What is expected
Work through the entries below and show every line in which "validation" is found.

Saved data entries
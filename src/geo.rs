//! Geographic points and great-circle distance
//!
//! Every distance in the locator goes through [`distance`], so ranking stores
//! and reporting how far away they are always agree.

use std::fmt;
use std::str::FromStr;

use serde::{Deserialize, Serialize};

use crate::error::LocatorError;

/// Mean Earth radius used for all distance calculations
pub const EARTH_RADIUS_KM: f64 = 6371.0;

/// A validated latitude/longitude pair in decimal degrees
#[derive(Debug, Clone, Copy, PartialEq, Serialize, Deserialize)]
#[serde(try_from = "RawGeoPoint")]
pub struct GeoPoint {
    lat: f64,
    lng: f64,
}

#[derive(Deserialize)]
struct RawGeoPoint {
    lat: f64,
    lng: f64,
}

impl TryFrom<RawGeoPoint> for GeoPoint {
    type Error = LocatorError;

    fn try_from(raw: RawGeoPoint) -> Result<Self, Self::Error> {
        GeoPoint::new(raw.lat, raw.lng)
    }
}

impl GeoPoint {
    /// Create a point, rejecting non-finite or out-of-range coordinates
    pub fn new(lat: f64, lng: f64) -> Result<Self, LocatorError> {
        if !lat.is_finite() || !(-90.0..=90.0).contains(&lat) {
            return Err(LocatorError::validation(format!(
                "Latitude must be between -90 and 90, got: {lat}"
            )));
        }
        if !lng.is_finite() || !(-180.0..=180.0).contains(&lng) {
            return Err(LocatorError::validation(format!(
                "Longitude must be between -180 and 180, got: {lng}"
            )));
        }
        Ok(Self { lat, lng })
    }

    /// Create a point from coordinates that were already validated upstream
    /// (store records coming out of the catalog).
    #[must_use]
    pub(crate) const fn new_unchecked(lat: f64, lng: f64) -> Self {
        Self { lat, lng }
    }

    #[must_use]
    pub fn lat(&self) -> f64 {
        self.lat
    }

    #[must_use]
    pub fn lng(&self) -> f64 {
        self.lng
    }

    /// Distance to another point in kilometers
    #[must_use]
    pub fn distance_to(&self, other: &GeoPoint) -> f64 {
        distance(*self, *other)
    }
}

impl fmt::Display for GeoPoint {
    fn fmt(&self, f: &mut fmt::Formatter<'_>) -> fmt::Result {
        write!(f, "{:.4}, {:.4}", self.lat, self.lng)
    }
}

/// Parse "37.5,127.0" or "37.5 127.0"
impl FromStr for GeoPoint {
    type Err = LocatorError;

    fn from_str(input: &str) -> Result<Self, Self::Err> {
        let parts: Vec<&str> = input
            .split(|c: char| c == ',' || c.is_whitespace())
            .filter(|s| !s.is_empty())
            .collect();

        if parts.len() != 2 {
            return Err(LocatorError::validation(
                "Coordinates must be in format 'lat,lng'",
            ));
        }

        let lat = parts[0]
            .parse::<f64>()
            .map_err(|_| LocatorError::validation(format!("Invalid latitude: {}", parts[0])))?;
        let lng = parts[1]
            .parse::<f64>()
            .map_err(|_| LocatorError::validation(format!("Invalid longitude: {}", parts[1])))?;

        GeoPoint::new(lat, lng)
    }
}

/// Great-circle distance in kilometers between two points (haversine).
///
/// `sqrt(h)` is clamped to 1 so rounding near antipodal points cannot push
/// `asin` out of its domain.
#[must_use]
pub fn distance(a: GeoPoint, b: GeoPoint) -> f64 {
    let d_lat = (b.lat - a.lat).to_radians();
    let d_lng = (b.lng - a.lng).to_radians();

    let h = (d_lat / 2.0).sin().powi(2)
        + a.lat.to_radians().cos() * b.lat.to_radians().cos() * (d_lng / 2.0).sin().powi(2);

    2.0 * EARTH_RADIUS_KM * h.sqrt().min(1.0).asin()
}
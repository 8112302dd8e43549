use crate::config::ThreadPoolSettings;
use crate::dispatcher::TaskDispatcher;
use crate::error::Result;
use crate::executor::ScheduledPool;
use crate::provisioner::{PoolProvisioner, PoolSet};
use tracing::info;

/// Composition root: owns the provisioned pools and hands out the dispatcher.
///
/// Built explicitly at start and passed to whatever needs it; there is no
/// process-wide instance. Dropping the runtime shuts every pool down.
pub struct Runtime {
    settings: ThreadPoolSettings,
    pools: PoolSet,
    dispatcher: TaskDispatcher,
}

impl Runtime {
    pub fn new(settings: ThreadPoolSettings) -> Result<Self> {
        Self::with_provisioner(PoolProvisioner::new(settings))
    }

    pub fn with_provisioner(provisioner: PoolProvisioner) -> Result<Self> {
        let pools = provisioner.provision()?;
        let dispatcher = TaskDispatcher::new(&pools);
        info!(cpus = provisioner.cpu_count(), "task runtime started");

        Ok(Self {
            settings: provisioner.settings().clone(),
            pools,
            dispatcher,
        })
    }

    /// Defaults overlaid with `THREAD_POOL_*` environment variables.
    pub fn from_env() -> Result<Self> {
        Self::new(ThreadPoolSettings::from_env()?)
    }

    /// Settings from the `[thread.pool]` table of a TOML document.
    pub fn from_toml_str(doc: &str) -> Result<Self> {
        Self::new(ThreadPoolSettings::from_toml_str(doc)?)
    }

    pub fn settings(&self) -> &ThreadPoolSettings {
        &self.settings
    }

    pub fn dispatcher(&self) -> &TaskDispatcher {
        &self.dispatcher
    }

    pub fn scheduler(&self) -> &ScheduledPool {
        &self.pools.scheduled
    }

    pub fn pools(&self) -> &PoolSet {
        &self.pools
    }

    /// Shut down every pool, each according to its wait-for-tasks setting.
    pub fn shutdown(&self) {
        self.pools.shutdown();
    }
}

impl Drop for Runtime {
    fn drop(&mut self) {
        self.shutdown();
    }
}

impl std::fmt::Debug for Runtime {
    fn fmt(&self, f: &mut std::fmt::Formatter<'_>) -> std::fmt::Result {
        f.debug_struct("Runtime")
            .field("settings", &self.settings)
            .field("pools", &self.pools)
            .finish()
    }
}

Result of this exercise
            return Err(LocatorError::validation(format!(
            return Err(LocatorError::validation(format!(
            return Err(LocatorError::validation(
            .map_err(|_| LocatorError::validation(format!("Invalid latitude: {}", parts[0])))?;
            .map_err(|_| LocatorError::validation(format!("Invalid longitude: {}", parts[1])))?;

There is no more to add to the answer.